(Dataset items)
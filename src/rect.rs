//! Sizes and rectangles in user-space units.

/// Width and height of a document, in pixels at the configured DPI.
#[derive(Debug, Default, Copy, Clone, PartialEq)]
pub struct Size {
    pub width: f32,
    pub height: f32,
}

impl Size {
    #[inline]
    pub fn new(width: f32, height: f32) -> Size {
        Size { width, height }
    }

    /// Whether both dimensions are strictly positive.  NaN is not.
    #[inline]
    pub fn is_positive(&self) -> bool {
        self.width > 0.0 && self.height > 0.0
    }

    /// Whole pixels needed to hold this size, rounding up so that partially
    /// covered pixels are kept.
    ///
    /// `None` if the size is not positive or does not fit in a `u32`.
    pub fn to_pixels(&self) -> Option<(u32, u32)> {
        if !self.is_positive() {
            return None;
        }

        let width = cast::u32(self.width.ceil()).ok()?;
        let height = cast::u32(self.height.ceil()).ok()?;

        Some((width, height))
    }
}

/// An axis-aligned rectangle given by its top-left corner and its size.
#[derive(Debug, Default, Copy, Clone, PartialEq)]
pub struct Rect {
    pub x: f32,
    pub y: f32,
    pub width: f32,
    pub height: f32,
}

impl Rect {
    #[inline]
    pub fn new(x: f32, y: f32, width: f32, height: f32) -> Rect {
        Rect {
            x,
            y,
            width,
            height,
        }
    }

    #[inline]
    pub fn size(&self) -> Size {
        Size::new(self.width, self.height)
    }

    #[inline]
    pub fn x1(&self) -> f32 {
        self.x + self.width
    }

    #[inline]
    pub fn y1(&self) -> f32 {
        self.y + self.height
    }

    #[inline]
    pub fn is_empty(&self) -> bool {
        !(self.width > 0.0 && self.height > 0.0)
    }

    pub fn contains(&self, other: &Rect) -> bool {
        other.x >= self.x && other.y >= self.y && other.x1() <= self.x1() && other.y1() <= self.y1()
    }
}
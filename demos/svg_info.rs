//! Prints information about an SVG file and renders it with several option sets.
//!
//! Usage: `cargo run --example svg_info -- input.svg [output-prefix]`

use std::fs::File;
use std::io::BufWriter;
use std::path::Path;

use anyhow::{bail, Context, Result};

use svgrender::{
    ImageRendering, Options, RenderTree, RgbaImage, ShapeRendering, TextRendering, Transform,
};

fn save(image: &RgbaImage, filename: &str) -> Result<()> {
    let file = File::create(filename).with_context(|| format!("creating {filename}"))?;
    image.write_png(BufWriter::new(file))?;
    println!("  saved {} ({}x{})", filename, image.width(), image.height());
    Ok(())
}

fn parse(data: &[u8], options: &Options) -> Result<RenderTree> {
    let tree = RenderTree::from_data(data, options)?;
    if tree.is_empty() {
        bail!("SVG is empty");
    }
    Ok(tree)
}

fn render_scaled(data: &[u8], options: &Options, scale: f32, filename: &str) -> Result<()> {
    let tree = parse(data, options)?;
    let size = tree.image_size();

    let width = (size.width * scale).ceil() as u32;
    let height = (size.height * scale).ceil() as u32;

    let image = tree.render(&Transform::from_scale(scale, scale), width, height)?;
    save(&image, filename)
}

fn print_info(data: &[u8]) -> Result<()> {
    let tree = parse(data, &Options::new())?;

    let size = tree.image_size();
    println!("  natural size: {:.1} x {:.1}", size.width, size.height);

    if let Some(r) = tree.object_bbox() {
        println!("  object bbox: ({:.1}, {:.1}) {:.1} x {:.1}", r.x, r.y, r.width, r.height);
    }

    if let Some(r) = tree.image_bbox() {
        println!("  image bbox: ({:.1}, {:.1}) {:.1} x {:.1}", r.x, r.y, r.width, r.height);
    }

    Ok(())
}

fn main() -> Result<()> {
    let args: Vec<String> = std::env::args().collect();

    if args.len() < 2 {
        eprintln!("Usage: {} <input.svg> [output-prefix]", args[0]);
        std::process::exit(1);
    }

    let input = Path::new(&args[1]);
    let prefix = match args.get(2) {
        Some(p) => p.clone(),
        None => input.with_extension("").to_string_lossy().into_owned(),
    };

    svgrender::init_log();

    let data = std::fs::read(input).with_context(|| format!("reading {}", input.display()))?;

    println!("Information:");
    print_info(&data)?;

    println!("Default options:");
    save(&svgrender::render(&data)?, &format!("{prefix}_default.png"))?;

    println!("Twice the DPI:");
    let mut options = Options::new();
    options.set_dpi(192.0);
    render_scaled(&data, &options, 1.0, &format!("{prefix}_highdpi.png"))?;

    println!("Optimized for speed:");
    let mut options = Options::new();
    options.set_shape_rendering_mode(ShapeRendering::OptimizeSpeed);
    options.set_text_rendering_mode(TextRendering::OptimizeSpeed);
    options.set_image_rendering_mode(ImageRendering::OptimizeSpeed);
    render_scaled(&data, &options, 1.0, &format!("{prefix}_speed.png"))?;

    println!("At 2x scale:");
    render_scaled(&data, &Options::new(), 2.0, &format!("{prefix}_2x.png"))?;

    println!("Fitted into 256x256:");
    let image = svgrender::render_scaled_to_size(&data, 256, 256)?;
    save(&image, &format!("{prefix}_fit.png"))?;

    println!("With system fonts:");
    let mut options = Options::new();
    options.load_system_fonts();
    options.set_font_family("Arial");
    options.set_font_size(12.0);
    println!("  {} font faces loaded", options.font_count());
    render_scaled(&data, &options, 1.0, &format!("{prefix}_with_fonts.png"))?;

    Ok(())
}
//! The boundary to the rendering engine.
//!
//! Everything that touches `usvg`, `resvg` or `tiny_skia` types lives in this module.
//! The interface is deliberately narrow and shaped like the engine's C API: options
//! are mutated through one setter per preference, parsing reports a raw status
//! code, and rendering writes premultiplied RGBA into a caller-provided buffer.

use std::path::Path;
use std::sync::Arc;

use resvg::tiny_skia;
use resvg::usvg;

use crate::rect::{Rect, Size};
use crate::transform::Transform;

/// Raw status code returned by the parse functions.
pub type Status = i32;

pub const STATUS_OK: Status = 0;
pub const STATUS_NOT_AN_UTF8_STR: Status = 1;
pub const STATUS_FILE_OPEN_FAILED: Status = 2;
pub const STATUS_MALFORMED_GZIP: Status = 3;
pub const STATUS_ELEMENTS_LIMIT_REACHED: Status = 4;
pub const STATUS_INVALID_SIZE: Status = 5;
pub const STATUS_PARSING_FAILED: Status = 6;

pub const SHAPE_RENDERING_OPTIMIZE_SPEED: i32 = 0;
pub const SHAPE_RENDERING_CRISP_EDGES: i32 = 1;
pub const SHAPE_RENDERING_GEOMETRIC_PRECISION: i32 = 2;

pub const TEXT_RENDERING_OPTIMIZE_SPEED: i32 = 0;
pub const TEXT_RENDERING_OPTIMIZE_LEGIBILITY: i32 = 1;
pub const TEXT_RENDERING_GEOMETRIC_PRECISION: i32 = 2;

pub const IMAGE_RENDERING_OPTIMIZE_QUALITY: i32 = 0;
pub const IMAGE_RENDERING_OPTIMIZE_SPEED: i32 = 1;

/// Engine-side configuration object.
pub struct EngineOptions {
    inner: usvg::Options<'static>,
}

impl EngineOptions {
    pub fn create() -> EngineOptions {
        EngineOptions {
            inner: usvg::Options::default(),
        }
    }

    pub fn set_resources_dir(&mut self, path: Option<&Path>) {
        self.inner.resources_dir = path.map(Path::to_path_buf);
    }

    pub fn set_dpi(&mut self, dpi: f32) {
        self.inner.dpi = dpi;
    }

    pub fn set_stylesheet(&mut self, css: Option<&str>) {
        self.inner.style_sheet = css.map(String::from);
    }

    pub fn set_font_family(&mut self, family: &str) {
        self.inner.font_family = family.to_string();
    }

    pub fn set_font_size(&mut self, size: f32) {
        self.inner.font_size = size;
    }

    pub fn set_serif_family(&mut self, family: &str) {
        self.fontdb_mut().set_serif_family(family);
    }

    pub fn set_sans_serif_family(&mut self, family: &str) {
        self.fontdb_mut().set_sans_serif_family(family);
    }

    pub fn set_cursive_family(&mut self, family: &str) {
        self.fontdb_mut().set_cursive_family(family);
    }

    pub fn set_fantasy_family(&mut self, family: &str) {
        self.fontdb_mut().set_fantasy_family(family);
    }

    pub fn set_monospace_family(&mut self, family: &str) {
        self.fontdb_mut().set_monospace_family(family);
    }

    pub fn set_languages(&mut self, languages: &[&str]) {
        self.inner.languages = languages.iter().map(|s| s.to_string()).collect();
    }

    /// Unknown raw values leave the preference unchanged.
    pub fn set_shape_rendering_mode(&mut self, raw: i32) {
        self.inner.shape_rendering = match raw {
            SHAPE_RENDERING_OPTIMIZE_SPEED => usvg::ShapeRendering::OptimizeSpeed,
            SHAPE_RENDERING_CRISP_EDGES => usvg::ShapeRendering::CrispEdges,
            SHAPE_RENDERING_GEOMETRIC_PRECISION => usvg::ShapeRendering::GeometricPrecision,
            _ => return,
        };
    }

    pub fn set_text_rendering_mode(&mut self, raw: i32) {
        self.inner.text_rendering = match raw {
            TEXT_RENDERING_OPTIMIZE_SPEED => usvg::TextRendering::OptimizeSpeed,
            TEXT_RENDERING_OPTIMIZE_LEGIBILITY => usvg::TextRendering::OptimizeLegibility,
            TEXT_RENDERING_GEOMETRIC_PRECISION => usvg::TextRendering::GeometricPrecision,
            _ => return,
        };
    }

    pub fn set_image_rendering_mode(&mut self, raw: i32) {
        self.inner.image_rendering = match raw {
            IMAGE_RENDERING_OPTIMIZE_QUALITY => usvg::ImageRendering::OptimizeQuality,
            IMAGE_RENDERING_OPTIMIZE_SPEED => usvg::ImageRendering::OptimizeSpeed,
            _ => return,
        };
    }

    pub fn load_font_file(&mut self, path: &Path) -> Status {
        match self.fontdb_mut().load_font_file(path) {
            Ok(()) => STATUS_OK,
            Err(e) => {
                svg_log!("could not load font file {}: {}", path.display(), e);
                STATUS_FILE_OPEN_FAILED
            }
        }
    }

    pub fn load_font_data(&mut self, data: &[u8]) {
        self.fontdb_mut().load_font_data(data.to_vec());
    }

    pub fn load_system_fonts(&mut self) {
        self.fontdb_mut().load_system_fonts();
    }

    pub fn font_count(&self) -> usize {
        self.inner.fontdb.len()
    }

    fn fontdb_mut(&mut self) -> &mut usvg::fontdb::Database {
        Arc::make_mut(&mut self.inner.fontdb)
    }
}

/// Engine-side parsed document.
pub struct EngineTree {
    tree: usvg::Tree,
}

fn status_from_usvg_error(e: &usvg::Error) -> Status {
    #[allow(unreachable_patterns)]
    match *e {
        usvg::Error::NotAnUtf8Str => STATUS_NOT_AN_UTF8_STR,
        usvg::Error::MalformedGZip => STATUS_MALFORMED_GZIP,
        usvg::Error::ElementsLimitReached => STATUS_ELEMENTS_LIMIT_REACHED,
        usvg::Error::InvalidSize => STATUS_INVALID_SIZE,
        usvg::Error::ParsingFailed(_) => STATUS_PARSING_FAILED,
        _ => STATUS_PARSING_FAILED,
    }
}

/// Parses an SVG or SVGZ document from memory.
pub fn parse_from_bytes(data: &[u8], options: &EngineOptions) -> Result<EngineTree, Status> {
    usvg::Tree::from_data(data, &options.inner)
        .map(|tree| EngineTree { tree })
        .map_err(|e| {
            svg_log!("engine could not parse document: {}", e);
            status_from_usvg_error(&e)
        })
}

/// Reads a file and parses it with [`parse_from_bytes`].
pub fn parse_from_path(path: &Path, options: &EngineOptions) -> Result<EngineTree, Status> {
    let data = std::fs::read(path).map_err(|e| {
        svg_log!("could not read {}: {}", path.display(), e);
        STATUS_FILE_OPEN_FAILED
    })?;

    parse_from_bytes(&data, options)
}

fn to_engine_transform(t: &Transform) -> tiny_skia::Transform {
    tiny_skia::Transform::from_row(t.a, t.b, t.c, t.d, t.e, t.f)
}

impl EngineTree {
    pub fn is_empty(&self) -> bool {
        !self.tree.root().has_children()
    }

    pub fn natural_size(&self) -> Size {
        let size = self.tree.size();
        Size::new(size.width(), size.height())
    }

    /// Bounding box of the content without strokes, filters, or clip regions.
    pub fn object_bbox(&self) -> Option<Rect> {
        self.tree
            .root()
            .abs_bounding_box()
            .to_non_zero_rect()
            .map(|r| Rect::new(r.x(), r.y(), r.width(), r.height()))
    }

    /// Bounding box of everything that gets painted, filter regions included.
    pub fn image_bbox(&self) -> Option<Rect> {
        let root = self.tree.root();

        if root.has_children() || !root.filters().is_empty() {
            let r = root.abs_layer_bounding_box();
            Some(Rect::new(r.x(), r.y(), r.width(), r.height()))
        } else {
            None
        }
    }

    /// Area that [`EngineTree::render_node`] draws for an element, in document coordinates.
    pub fn node_bbox(&self, id: &str) -> Option<Rect> {
        self.tree
            .node_by_id(id)?
            .abs_layer_bounding_box()
            .map(|r| Rect::new(r.x(), r.y(), r.width(), r.height()))
    }

    pub fn has_node(&self, id: &str) -> bool {
        self.tree.node_by_id(id).is_some()
    }

    /// Renders the whole document into a premultiplied RGBA buffer.
    ///
    /// Returns `false` if `data` does not match the dimensions.
    pub fn render(&self, transform: &Transform, width: u32, height: u32, data: &mut [u8]) -> bool {
        match tiny_skia::PixmapMut::from_bytes(data, width, height) {
            Some(mut pixmap) => {
                resvg::render(&self.tree, to_engine_transform(transform), &mut pixmap);
                true
            }

            None => false,
        }
    }

    /// Renders a single element and its descendants.
    ///
    /// Returns `false` if there is no such element, if it has no visible extent, or if
    /// `data` does not match the dimensions.
    pub fn render_node(
        &self,
        id: &str,
        transform: &Transform,
        width: u32,
        height: u32,
        data: &mut [u8],
    ) -> bool {
        let node = match self.tree.node_by_id(id) {
            Some(node) => node,
            None => return false,
        };

        match tiny_skia::PixmapMut::from_bytes(data, width, height) {
            Some(mut pixmap) => {
                resvg::render_node(node, to_engine_transform(transform), &mut pixmap).is_some()
            }

            None => false,
        }
    }
}
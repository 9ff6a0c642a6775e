//! Owned straight-alpha RGBA images.

use std::io::Write;

use rgb::FromSlice;

use super::Pixel;
use crate::error::RenderingError;

/// A rendered image: `width * height` RGBA8 pixels, row-major, no row padding.
///
/// Images returned by this crate's render functions hold straight
/// (non-premultiplied) alpha, which is what image file formats expect.
#[derive(Debug, Clone, PartialEq, Eq)]
pub struct RgbaImage {
    width: u32,
    height: u32,
    data: Vec<u8>,
}

/// Computes `width * height * 4`, rejecting zero dimensions and overflow.
pub(crate) fn checked_buffer_len(width: u32, height: u32) -> Result<usize, RenderingError> {
    if width == 0 || height == 0 {
        return Err(RenderingError::InvalidSize(format!(
            "{}x{} has a zero dimension",
            width, height
        )));
    }

    (width as usize)
        .checked_mul(height as usize)
        .and_then(|n| n.checked_mul(4))
        .ok_or_else(|| RenderingError::InvalidSize(format!("{}x{} is too big", width, height)))
}

impl RgbaImage {
    /// Creates a fully transparent image.
    pub fn new(width: u32, height: u32) -> Result<RgbaImage, RenderingError> {
        let len = checked_buffer_len(width, height)?;

        Ok(RgbaImage {
            width,
            height,
            data: vec![0; len],
        })
    }

    /// Wraps existing RGBA data; `None` if its length is not `width * height * 4`.
    pub fn from_raw(width: u32, height: u32, data: Vec<u8>) -> Option<RgbaImage> {
        match checked_buffer_len(width, height) {
            Ok(len) if len == data.len() => Some(RgbaImage {
                width,
                height,
                data,
            }),
            _ => None,
        }
    }

    pub fn width(&self) -> u32 {
        self.width
    }

    pub fn height(&self) -> u32 {
        self.height
    }

    pub fn data(&self) -> &[u8] {
        &self.data
    }

    pub(crate) fn data_mut(&mut self) -> &mut [u8] {
        &mut self.data
    }

    pub fn into_raw(self) -> Vec<u8> {
        self.data
    }

    pub fn pixels(&self) -> &[Pixel] {
        self.data.as_rgba()
    }

    /// Returns the pixel at `(x, y)`, or `None` if it is outside the image.
    pub fn pixel(&self, x: u32, y: u32) -> Option<Pixel> {
        if x >= self.width || y >= self.height {
            return None;
        }

        let index = y as usize * self.width as usize + x as usize;
        self.pixels().get(index).copied()
    }

    /// Encodes the image as an 8-bit RGBA PNG.
    pub fn write_png<W: Write>(&self, w: W) -> Result<(), png::EncodingError> {
        let mut encoder = png::Encoder::new(w, self.width, self.height);
        encoder.set_color(png::ColorType::Rgba);
        encoder.set_depth(png::BitDepth::Eight);

        let mut writer = encoder.write_header()?;
        writer.write_image_data(&self.data)?;
        writer.finish()
    }
}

### Your objective
Go through the entries above and pull out each line with "returned" in it.

### Response to this exercise
/// Raw status code returned by the parse functions.
/// Images returned by this crate's render functions hold straight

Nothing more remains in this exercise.